• Your assignment
Return the lines below exactly as they appear, please, starting with the first and ending with the one that contains "#[derive(Error, Debug)]".

• Task data
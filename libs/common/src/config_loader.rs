//! Configuration loading helper functions
//!
//! Services describe their configuration as serde structs. A file (format
//! chosen by extension) is merged with prefixed environment variables; nested
//! keys use `__`, e.g. `NETSRV_LOGGING__DIRECTORY`.

use figment::{
    providers::{Env, Format, Json, Toml, Yaml},
    Figment,
};
use serde::Deserialize;
use std::path::{Path, PathBuf};
use thiserror::Error;
use tracing::info;

#[derive(Error, Debug)]
pub enum ConfigLoadError {
    #[error("Config file not found: {0}")]
    NotFound(PathBuf),

    #[error("Config file must have an extension: {0}")]
    MissingExtension(PathBuf),

    #[error("Unsupported config file format: {0}")]
    UnsupportedFormat(String),

    #[error("Failed to load configuration from {path}: {source}")]
    Extract {
        path: PathBuf,
        #[source]
        source: Box<figment::Error>,
    },
}

/// Load configuration from a specific file
///
/// Priority (highest to lowest):
/// 1. Environment variables starting with `env_prefix`
/// 2. The config file
/// 3. Serde defaults
pub fn load_config_from_file<T, P>(path: P, env_prefix: Option<&str>) -> Result<T, ConfigLoadError>
where
    T: for<'de> Deserialize<'de>,
    P: AsRef<Path>,
{
    let path = path.as_ref();
    if !path.exists() {
        return Err(ConfigLoadError::NotFound(path.to_path_buf()));
    }
    let extension = path
        .extension()
        .and_then(|s| s.to_str())
        .ok_or_else(|| ConfigLoadError::MissingExtension(path.to_path_buf()))?;

    let mut figment = match extension {
        "toml" => Figment::new().merge(Toml::file(path)),
        "yaml" | "yml" => Figment::new().merge(Yaml::file(path)),
        "json" => Figment::new().merge(Json::file(path)),
        other => return Err(ConfigLoadError::UnsupportedFormat(other.to_string())),
    };
    if let Some(prefix) = env_prefix {
        figment = figment.merge(Env::prefixed(prefix).split("__"));
    }

    let config = figment.extract().map_err(|e| ConfigLoadError::Extract {
        path: path.to_path_buf(),
        source: Box::new(e),
    })?;
    info!("Configuration loaded from {}", path.display());
    Ok(config)
}

#[cfg(test)]
#[allow(clippy::disallowed_methods)] // Test code - unwrap is acceptable
mod tests {
    use super::*;
    use serde::Deserialize;
    use std::fs;

    #[derive(Debug, Deserialize, PartialEq)]
    struct TestConfig {
        name: String,
        #[serde(default)]
        nested: NestedConfig,
    }

    #[derive(Debug, Default, Deserialize, PartialEq)]
    struct NestedConfig {
        #[serde(default)]
        port: u16,
    }

    #[test]
    fn test_load_yaml() {
        let dir = tempfile::tempdir().unwrap();
        let path = dir.path().join("svc.yaml");
        fs::write(&path, "name: logger\nnested:\n  port: 1883\n").unwrap();

        let config: TestConfig = load_config_from_file(&path, None).unwrap();
        assert_eq!(config.name, "logger");
        assert_eq!(config.nested.port, 1883);
    }

    #[test]
    fn test_load_toml_with_defaults() {
        let dir = tempfile::tempdir().unwrap();
        let path = dir.path().join("svc.toml");
        fs::write(&path, "name = \"driver\"\n").unwrap();

        let config: TestConfig = load_config_from_file(&path, None).unwrap();
        assert_eq!(config.nested, NestedConfig::default());
    }

    #[test]
    fn test_env_overrides_file() {
        let dir = tempfile::tempdir().unwrap();
        let path = dir.path().join("svc.json");
        fs::write(&path, r#"{"name": "file", "nested": {"port": 1}}"#).unwrap();

        std::env::set_var("CFGLOADERTEST_NESTED__PORT", "8883");
        let config: TestConfig = load_config_from_file(&path, Some("CFGLOADERTEST_")).unwrap();
        std::env::remove_var("CFGLOADERTEST_NESTED__PORT");

        assert_eq!(config.name, "file");
        assert_eq!(config.nested.port, 8883);
    }

    #[test]
    fn test_unsupported_extension() {
        let dir = tempfile::tempdir().unwrap();
        let path = dir.path().join("svc.ini");
        fs::write(&path, "name=x").unwrap();

        let result: Result<TestConfig, _> = load_config_from_file(&path, None);
        assert!(matches!(result, Err(ConfigLoadError::UnsupportedFormat(ext)) if ext == "ini"));
    }

    #[test]
    fn test_missing_file() {
        let result: Result<TestConfig, _> = load_config_from_file("/nonexistent/svc.yaml", None);
        assert!(matches!(result, Err(ConfigLoadError::NotFound(_))));
    }

    #[test]
    fn test_invalid_content_reports_path() {
        let dir = tempfile::tempdir().unwrap();
        let path = dir.path().join("svc.yaml");
        fs::write(&path, "nested:\n  port: not-a-number\n").unwrap();

        let err = load_config_from_file::<TestConfig, _>(&path, None).unwrap_err();
        assert!(err.to_string().contains("svc.yaml"));
    }
}
//! Segment record encoding

use std::io::{self, Read};

use crate::message::OutboundMessage;

pub(crate) const HEADER_LEN: u64 = 8;
pub(crate) const TRAILER_LEN: u64 = 4;

/// On-disk size of a record
pub(crate) fn encoded_len(msg: &OutboundMessage) -> u64 {
    HEADER_LEN + msg.routing_key().len() as u64 + msg.payload_len() + TRAILER_LEN
}

pub(crate) fn encode(msg: &OutboundMessage) -> Vec<u8> {
    let key = msg.routing_key().as_bytes();
    let payload = msg.payload();

    let mut buf = Vec::with_capacity(encoded_len(msg) as usize);
    buf.extend_from_slice(&(key.len() as u32).to_le_bytes());
    buf.extend_from_slice(&(payload.len() as u32).to_le_bytes());
    buf.extend_from_slice(key);
    buf.extend_from_slice(payload);

    let checksum = crc32fast::hash(&buf);
    buf.extend_from_slice(&checksum.to_le_bytes());
    buf
}

/// Result of reading one record from a segment
#[derive(Debug)]
pub(crate) enum Decoded {
    /// A valid record and its on-disk length
    Record(OutboundMessage, u64),
    /// Clean end of segment at a record boundary
    End,
    /// Partially written or damaged record; nothing after it is trusted
    Torn(&'static str),
}

/// Read the next record. `remaining` bounds the record length so a damaged
/// header cannot trigger a huge allocation.
pub(crate) fn decode_next<R: Read>(reader: &mut R, remaining: u64) -> io::Result<Decoded> {
    let mut header = [0u8; HEADER_LEN as usize];
    let n = read_full(reader, &mut header)?;
    if n == 0 {
        return Ok(Decoded::End);
    }
    if n < header.len() {
        return Ok(Decoded::Torn("truncated header"));
    }

    let key_len = u32::from_le_bytes([header[0], header[1], header[2], header[3]]) as u64;
    let payload_len = u32::from_le_bytes([header[4], header[5], header[6], header[7]]) as u64;
    let total = HEADER_LEN + key_len + payload_len + TRAILER_LEN;
    if total > remaining {
        return Ok(Decoded::Torn("record extends past end of segment"));
    }

    let mut body = vec![0u8; (key_len + payload_len + TRAILER_LEN) as usize];
    if read_full(reader, &mut body)? < body.len() {
        return Ok(Decoded::Torn("truncated record body"));
    }

    let crc_at = body.len() - TRAILER_LEN as usize;
    let stored = u32::from_le_bytes([
        body[crc_at],
        body[crc_at + 1],
        body[crc_at + 2],
        body[crc_at + 3],
    ]);
    let mut hasher = crc32fast::Hasher::new();
    hasher.update(&header);
    hasher.update(&body[..crc_at]);
    if hasher.finalize() != stored {
        return Ok(Decoded::Torn("checksum mismatch"));
    }

    body.truncate(crc_at);
    let payload = body.split_off(key_len as usize);
    let Ok(routing_key) = String::from_utf8(body) else {
        return Ok(Decoded::Torn("routing key is not valid UTF-8"));
    };

    Ok(Decoded::Record(
        OutboundMessage::new(routing_key, payload),
        total,
    ))
}

/// Like `read_exact`, but reports how much was read before EOF.
fn read_full<R: Read>(reader: &mut R, buf: &mut [u8]) -> io::Result<usize> {
    let mut filled = 0;
    while filled < buf.len() {
        match reader.read(&mut buf[filled..]) {
            Ok(0) => break,
            Ok(n) => filled += n,
            Err(e) if e.kind() == io::ErrorKind::Interrupted => continue,
            Err(e) => return Err(e),
        }
    }
    Ok(filled)
}

#[cfg(test)]
#[allow(clippy::disallowed_methods)] // Test code - unwrap is acceptable
mod tests {
    use super::*;
    use std::io::Cursor;

    #[test]
    fn test_encoded_len_matches_encoding() {
        let msg = OutboundMessage::new("meter/7/power", b"{\"v\":12.5}".to_vec());
        assert_eq!(encode(&msg).len() as u64, encoded_len(&msg));
    }

    #[test]
    fn test_decode_sequence_then_end() {
        let a = OutboundMessage::new("a", b"first".to_vec());
        let b = OutboundMessage::new("b", Vec::new());
        let mut bytes = encode(&a);
        bytes.extend(encode(&b));
        let total = bytes.len() as u64;
        let mut reader = Cursor::new(bytes);

        match decode_next(&mut reader, total).unwrap() {
            Decoded::Record(msg, len) => {
                assert_eq!(msg, a);
                assert_eq!(len, encoded_len(&a));
            },
            other => panic!("unexpected {:?}", other),
        }
        assert!(matches!(
            decode_next(&mut reader, total).unwrap(),
            Decoded::Record(ref msg, _) if *msg == b
        ));
        assert!(matches!(decode_next(&mut reader, total).unwrap(), Decoded::End));
    }

    #[test]
    fn test_truncated_record_is_torn() {
        let msg = OutboundMessage::new("topic", b"payload".to_vec());
        let mut bytes = encode(&msg);
        bytes.truncate(bytes.len() - 3);
        let mut reader = Cursor::new(bytes);

        assert!(matches!(
            decode_next(&mut reader, 1024).unwrap(),
            Decoded::Torn("truncated record body")
        ));
    }

    #[test]
    fn test_flipped_bit_fails_checksum() {
        let msg = OutboundMessage::new("topic", b"payload".to_vec());
        let mut bytes = encode(&msg);
        bytes[10] ^= 0x01;
        let mut reader = Cursor::new(bytes);

        assert!(matches!(
            decode_next(&mut reader, 1024).unwrap(),
            Decoded::Torn("checksum mismatch")
        ));
    }

    #[test]
    fn test_oversized_length_rejected_without_allocation() {
        let mut bytes = vec![0xFF; 8];
        bytes.extend_from_slice(b"junk");
        let mut reader = Cursor::new(bytes);

        assert!(matches!(
            decode_next(&mut reader, 64).unwrap(),
            Decoded::Torn("record extends past end of segment")
        ));
    }
}
//! Telemetry logger
//!
//! Forwards the readings of each logging cycle to a broker. In log-multiple
//! mode all readings of a cycle that map to the same topic are sent as one
//! message; topics keep the order in which they first appear in the cycle.

use std::collections::HashMap;
use std::sync::Arc;
use tracing::{debug, error};
use voltage_buffer::{BrokerConnection, DurablePublisher, PublisherStatsSnapshot};

use crate::config::EndpointConfig;
use crate::error::Result;
use crate::formatter::PayloadSerializer;
use crate::outbound::OutboundEndpoint;
use crate::reading::Reading;

pub struct TelemetryLogger {
    endpoint: OutboundEndpoint,
}

impl TelemetryLogger {
    pub fn new(
        config: EndpointConfig,
        serializer: Arc<dyn PayloadSerializer>,
        connection: Arc<dyn BrokerConnection>,
    ) -> Result<Self> {
        Ok(Self {
            endpoint: OutboundEndpoint::new("logger", config, serializer, connection)?,
        })
    }

    pub fn name(&self) -> &str {
        &self.endpoint.config().name
    }

    pub fn start(&self) {
        self.endpoint.start();
    }

    pub fn publisher(&self) -> &DurablePublisher {
        self.endpoint.publisher()
    }

    pub fn stats(&self) -> PublisherStatsSnapshot {
        self.endpoint.stats()
    }

    /// Log one cycle. Returns the number of messages handed to the publisher.
    pub async fn log(&self, readings: &[Reading]) -> usize {
        if readings.is_empty() {
            return 0;
        }

        let sent = if self.endpoint.config().log_multiple {
            self.log_grouped(readings).await
        } else {
            let mut sent = 0;
            for reading in readings {
                match self.endpoint.publish_reading(reading).await {
                    Ok(()) => sent += 1,
                    Err(e) => error!("{}: reading {} skipped: {}", self.name(), reading.channel, e),
                }
            }
            sent
        };

        debug!(
            "{}: cycle of {} readings -> {} messages",
            self.name(),
            readings.len(),
            sent
        );
        sent
    }

    async fn log_grouped(&self, readings: &[Reading]) -> usize {
        let config = self.endpoint.config();
        let mut index: HashMap<String, usize> = HashMap::new();
        let mut groups: Vec<(String, Vec<&Reading>)> = Vec::new();

        for reading in readings {
            let topic = config.topic_for(&reading.channel);
            match index.get(&topic) {
                Some(&i) => groups[i].1.push(reading),
                None => {
                    index.insert(topic.clone(), groups.len());
                    groups.push((topic, vec![reading]));
                },
            }
        }

        let mut sent = 0;
        for (topic, group) in groups {
            if self.endpoint.publish_batch(topic, &group).await {
                sent += 1;
            }
        }
        sent
    }

    /// Flush buffered data to disk (when overflow is configured)
    pub async fn shutdown(&self) {
        self.endpoint.shutdown().await;
    }
}

#[cfg(test)]
#[allow(clippy::disallowed_methods)] // Test code - unwrap is acceptable
mod tests {
    use super::*;
    use crate::formatter::{AsciiSerializer, JsonSerializer};
    use voltage_buffer::test_utils::MockBrokerConnection;
    use voltage_buffer::BufferConfig;

    fn endpoint(log_multiple: bool) -> EndpointConfig {
        EndpointConfig {
            topic_prefix: "site".to_string(),
            log_multiple,
            buffer: BufferConfig::memory_only(4096),
            topics: HashMap::from([
                ("a".to_string(), "site/group".to_string()),
                ("b".to_string(), "site/group".to_string()),
            ]),
            ..EndpointConfig::new("cloud")
        }
    }

    #[tokio::test]
    async fn test_one_message_per_reading() {
        let broker = MockBrokerConnection::new_connected();
        let logger =
            TelemetryLogger::new(endpoint(false), Arc::new(JsonSerializer), broker.clone()).unwrap();

        let cycle = vec![
            Reading::at("a", 1.0, 1),
            Reading::at("c", 2.0, 1),
            Reading::at("b", 3.0, 1),
        ];
        assert_eq!(logger.log(&cycle).await, 3);
        assert_eq!(
            broker.delivered_keys(),
            vec!["site/group", "site/c", "site/group"]
        );
        assert_eq!(logger.stats().published, 3);
    }

    #[tokio::test]
    async fn test_log_multiple_groups_per_topic() {
        let broker = MockBrokerConnection::new_connected();
        let logger =
            TelemetryLogger::new(endpoint(true), Arc::new(AsciiSerializer), broker.clone()).unwrap();

        let cycle = vec![
            Reading::at("a", 1.0, 7),
            Reading::at("c", 2.0, 7),
            Reading::at("b", 3.0, 7),
        ];
        assert_eq!(logger.log(&cycle).await, 2);
        assert_eq!(broker.delivered_keys(), vec!["site/group", "site/c"]);
        let payloads = broker.delivered_payloads();
        assert_eq!(payloads[0].as_ref(), b"a: 1 @ 7\nb: 3 @ 7\n");
        assert_eq!(payloads[1].as_ref(), b"c: 2 @ 7\n");
    }

    #[tokio::test]
    async fn test_empty_cycle() {
        let broker = MockBrokerConnection::new_connected();
        let logger =
            TelemetryLogger::new(endpoint(true), Arc::new(JsonSerializer), broker.clone()).unwrap();
        assert_eq!(logger.log(&[]).await, 0);
        assert!(broker.delivered().is_empty());
    }

    #[tokio::test]
    async fn test_outage_buffers_and_replays() {
        let broker = MockBrokerConnection::new_disconnected();
        let logger =
            TelemetryLogger::new(endpoint(false), Arc::new(JsonSerializer), broker.clone()).unwrap();
        logger.start();

        logger.log(&[Reading::at("c", 1.0, 1)]).await;
        logger.log(&[Reading::at("c", 2.0, 2)]).await;
        assert_eq!(logger.publisher().buffered_messages().await, 2);

        broker.recover();
        assert!(broker.wait_for_deliveries(2, std::time::Duration::from_secs(5)).await);
        let values: Vec<Reading> = broker
            .delivered_payloads()
            .iter()
            .map(|p| serde_json::from_slice(p).unwrap())
            .collect();
        assert_eq!(values[0].value, 1.0);
        assert_eq!(values[1].value, 2.0);
    }
}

• Written answer
filename libs/common/src/config_loader.rs
//! Configuration loading helper functions
//!
//! Services describe their configuration as serde structs. A file (format
//! chosen by extension) is merged with prefixed environment variables; nested
//! keys use `__`, e.g. `NETSRV_LOGGING__DIRECTORY`.

use figment::{
    providers::{Env, Format, Json, Toml, Yaml},
    Figment,
};
use serde::Deserialize;
use std::path::{Path, PathBuf};
use thiserror::Error;
use tracing::info;

#[derive(Error, Debug)]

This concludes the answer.